MicroStrategy ONE

Connection Maps: Standard Authentication, Connection Maps, and Partitioned Fact Tables

You may want to use this configuration if you implement access control policies in the RDBMS so that you can have multiple user accounts in the RDBMS, but not necessarily one for every user. In addition, you must use connection maps to enable report subscriptions if you are using Microsoft Analysis Services with integrated authentication.

For example, you are partitioning fact tables by rows, as described in Controlling Access to Data at the Database (RDBMS) Level. You have a user ID for the 1st National Bank that only has access to the table containing records for that bank and another user ID for the Eastern Credit Bank that only has access to its corresponding table. Depending on the user ID used to log in to the RDBMS, a different table is used in SQL queries.

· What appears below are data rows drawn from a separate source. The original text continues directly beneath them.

use anyhow::{Context, Result};
use colored::Colorize;
use std::fmt::Write as _;
use std::fs;
use std::path::{Path, PathBuf};

use crate::{get_logs_dir, mask_api_key, safe_truncate};

const CONSOLE_BODY_LIMIT: usize = 5000;

fn describe_url(url: &str) -> String {
    let mut out = String::new();
    match reqwest::Url::parse(url) {
        Ok(parsed_url) => {
            let port = parsed_url.port().map(|p| p.to_string()).unwrap_or_else(|| {
                if parsed_url.scheme() == "https" {
                    "443 (default)".to_string()
                } else {
                    "80 (default)".to_string()
                }
            });
            let _ = writeln!(out, "URL: {}", url);
            let _ = writeln!(out, "Host: {}", parsed_url.host_str().unwrap_or("unknown"));
            let _ = writeln!(out, "Port: {}", port);
            let _ = writeln!(out, "Scheme: {}", parsed_url.scheme());
        }
        Err(_) => {
            let _ = writeln!(out, "URL: {}", url);
        }
    }
    out
}

fn pretty_body(body: &str) -> String {
    serde_json::from_str::<serde_json::Value>(body)
        .ok()
        .and_then(|value| serde_json::to_string_pretty(&value).ok())
        .unwrap_or_else(|| body.to_string())
}

fn file_safe(model: &str) -> String {
    model.replace(['/', ':'], "-")
}

/// Log HTTP request details for debugging (stderr)
pub fn log_request(url: &str, request: &serde_json::Value, api_key: &str, verbose: bool) {
    if !verbose {
        return;
    }

    eprintln!("\n{}", "═".repeat(80).bright_cyan());
    eprintln!("{}", "🔍 HTTP REQUEST DEBUG".bright_cyan().bold());
    eprintln!("{}", "═".repeat(80).bright_cyan());
    eprint!("{}", describe_url(url));

    eprintln!("\n{}", "Headers:".bright_yellow());
    eprintln!("  Content-Type: application/json");
    eprintln!("  Authorization: Bearer {}", mask_api_key(api_key));

    eprintln!("\n{}", "Request Body:".bright_yellow());
    match serde_json::to_string_pretty(request) {
        Ok(json) if json.chars().count() > CONSOLE_BODY_LIMIT => {
            eprintln!("{}", safe_truncate(&json, CONSOLE_BODY_LIMIT));
            eprintln!("\n{}", format!("... (truncated, total {} bytes)", json.len()).bright_black());
        }
        Ok(json) => eprintln!("{}", json),
        Err(e) => eprintln!("{}", format!("Error serializing request: {}", e).red()),
    }

    eprintln!("{}", "═".repeat(80).bright_cyan());
}

/// Log HTTP response details for debugging (stderr)
pub fn log_response(status: reqwest::StatusCode, body: &str, verbose: bool) {
    if !verbose {
        return;
    }

    eprintln!("\n{}", "═".repeat(80).bright_green());
    eprintln!("{}", "📥 HTTP RESPONSE DEBUG".bright_green().bold());
    eprintln!("{}", "═".repeat(80).bright_green());
    eprintln!(
        "{}: {} {}",
        "Status".bright_yellow(),
        status.as_u16(),
        status.canonical_reason().unwrap_or("Unknown")
    );

    eprintln!("\n{}", "Response Body:".bright_yellow());
    let pretty = pretty_body(body);
    if pretty.chars().count() > CONSOLE_BODY_LIMIT {
        eprintln!("{}", safe_truncate(&pretty, CONSOLE_BODY_LIMIT));
        eprintln!("\n{}", format!("... (truncated, total {} bytes)", pretty.len()).bright_black());
    } else {
        eprintln!("{}", pretty);
    }

    eprintln!("{}", "═".repeat(80).bright_green());
}

/// Write a request log file into `logs_dir`, returning its path.
/// The file is named `req-<timestamp>-<model>.txt`.
pub fn log_request_to_dir(
    logs_dir: &Path,
    url: &str,
    request: &serde_json::Value,
    model: &str,
    api_key: &str,
    timestamp: i64,
) -> Result<PathBuf> {
    let file_path = logs_dir.join(format!("req-{}-{}.txt", timestamp, file_safe(model)));

    let mut log_content = String::new();
    log_content.push_str("HTTP REQUEST LOG\n");
    log_content.push_str("================\n\n");
    let _ = writeln!(log_content, "Timestamp: {}", timestamp);
    let _ = writeln!(log_content, "Model: {}\n", model);
    log_content.push_str(&describe_url(url));

    log_content.push_str("\nHeaders:\n");
    log_content.push_str("  Content-Type: application/json\n");
    let _ = writeln!(log_content, "  Authorization: Bearer {}\n", mask_api_key(api_key));

    log_content.push_str("Request Body:\n");
    match serde_json::to_string_pretty(request) {
        Ok(json) => {
            log_content.push_str(&json);
            log_content.push('\n');
        }
        Err(e) => {
            let _ = writeln!(log_content, "Error serializing request: {}", e);
        }
    }

    fs::write(&file_path, log_content)
        .with_context(|| format!("Failed to write request log to {}", file_path.display()))?;

    log::debug!("Request logged to: {}", file_path.display());
    Ok(file_path)
}

/// Write a response log file into `logs_dir` next to its request log
pub fn log_response_to_dir(
    logs_dir: &Path,
    status: reqwest::StatusCode,
    body: &str,
    model: &str,
    request_timestamp: i64,
) -> Result<PathBuf> {
    let file_path = logs_dir.join(format!("resp-{}-{}.txt", request_timestamp, file_safe(model)));

    let mut log_content = String::new();
    log_content.push_str("HTTP RESPONSE LOG\n");
    log_content.push_str("=================\n\n");
    let _ = writeln!(log_content, "Timestamp: {}", request_timestamp);
    let _ = writeln!(log_content, "Model: {}\n", model);
    let _ = writeln!(
        log_content,
        "Status: {} {}\n",
        status.as_u16(),
        status.canonical_reason().unwrap_or("Unknown")
    );

    log_content.push_str("Response Body:\n");
    log_content.push_str(&pretty_body(body));
    log_content.push('\n');

    let _ = write!(log_content, "\n---\nResponse Size: {} bytes\n", body.len());

    fs::write(&file_path, log_content)
        .with_context(|| format!("Failed to write response log to {}", file_path.display()))?;

    log::debug!("Response logged to: {}", file_path.display());
    Ok(file_path)
}

/// Log HTTP request to ~/.rolechat/logs for persistent debugging
pub fn log_request_to_file(
    url: &str,
    request: &serde_json::Value,
    model: &str,
    api_key: &str,
    timestamp: i64,
) -> Result<PathBuf> {
    log_request_to_dir(&get_logs_dir()?, url, request, model, api_key, timestamp)
}

/// Log HTTP response to ~/.rolechat/logs for persistent debugging
pub fn log_response_to_file(
    status: reqwest::StatusCode,
    body: &str,
    model: &str,
    request_timestamp: i64,
) -> Result<PathBuf> {
    log_response_to_dir(&get_logs_dir()?, status, body, model, request_timestamp)
}

#[cfg(test)]
mod tests {
    use super::*;
    use serde_json::json;

    #[test]
    fn test_request_log_masks_key_and_names_file() {
        let dir = tempfile::tempdir().unwrap();
        let path = log_request_to_dir(
            dir.path(),
            "https://api.groq.com/openai/v1/chat/completions",
            &json!({ "model": "llama-3.3-70b-versatile", "messages": [] }),
            "meta/llama:70b",
            "gsk_secretsecretsecret",
            1700000000,
        )
        .unwrap();

        assert_eq!(path.file_name().unwrap(), "req-1700000000-meta-llama-70b.txt");
        let content = fs::read_to_string(&path).unwrap();
        assert!(content.contains("Host: api.groq.com"));
        assert!(content.contains("Port: 443 (default)"));
        assert!(content.contains("Bearer gsk_secret***"));
        assert!(!content.contains("gsk_secretsecretsecret"));
    }

    #[test]
    fn test_response_log_pretty_prints_json() {
        let dir = tempfile::tempdir().unwrap();
        let path = log_response_to_dir(
            dir.path(),
            reqwest::StatusCode::OK,
            r#"{"choices":[]}"#,
            "model",
            42,
        )
        .unwrap();

        let content = fs::read_to_string(&path).unwrap();
        assert!(content.contains("Status: 200 OK"));
        assert!(content.contains("\"choices\": []"));
        assert!(content.contains("Response Size: 14 bytes"));
    }

    #[test]
    fn test_response_log_keeps_non_json_body() {
        let dir = tempfile::tempdir().unwrap();
        let path = log_response_to_dir(
            dir.path(),
            reqwest::StatusCode::BAD_GATEWAY,
            "upstream unavailable",
            "model",
            7,
        )
        .unwrap();

        let content = fs::read_to_string(&path).unwrap();
        assert!(content.contains("Status: 502 Bad Gateway"));
        assert!(content.contains("upstream unavailable"));
    }
}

Although there are only a small number of user IDs in the RDBMS, there are many more users who access the MicroStrategy application. When users access the MicroStrategy system, they log in using their MicroStrategy user names and passwords. Using connection maps, Intelligence Server uses different database accounts to execute queries, depending on the user who submitted the report.

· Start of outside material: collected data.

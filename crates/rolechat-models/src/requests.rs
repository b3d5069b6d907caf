use serde::Serialize;

use crate::ChatMessage;

/// Chat API request structure (OpenAI-compatible)
#[derive(Debug, Serialize)]
pub struct ChatRequest {
    pub model: String,
    pub messages: Vec<ChatMessage>,
    #[serde(skip_serializing_if = "Option::is_none")]
    pub temperature: Option<f32>,
    #[serde(skip_serializing_if = "Option::is_none")]
    pub max_tokens: Option<u32>,
}

impl ChatRequest {
    pub fn new(model: impl Into<String>, messages: Vec<ChatMessage>) -> Self {
        Self {
            model: model.into(),
            messages,
            temperature: None,
            max_tokens: None,
        }
    }
}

To Establish this Configuration

  1. In Developer, open the Project Source Manager and click Modify.
  2. On the Advanced tab, select Use login ID and password entered by the user (standard authentication) as the Authentication mode. This is the default setting.
  3. From Web, log in as an administrator and select Preferences, select Project Defaults, select Security, and then enable Standard (user name & password) as the login mode.
  4. Create a database login for each of the RDBMS accounts.
  5. Create a user group in the MicroStrategy system corresponding to each of the RDBMS accounts and then assign multiple users to these groups as necessary.
  6. Define a connection mapping that maps each user group to the appropriate database login.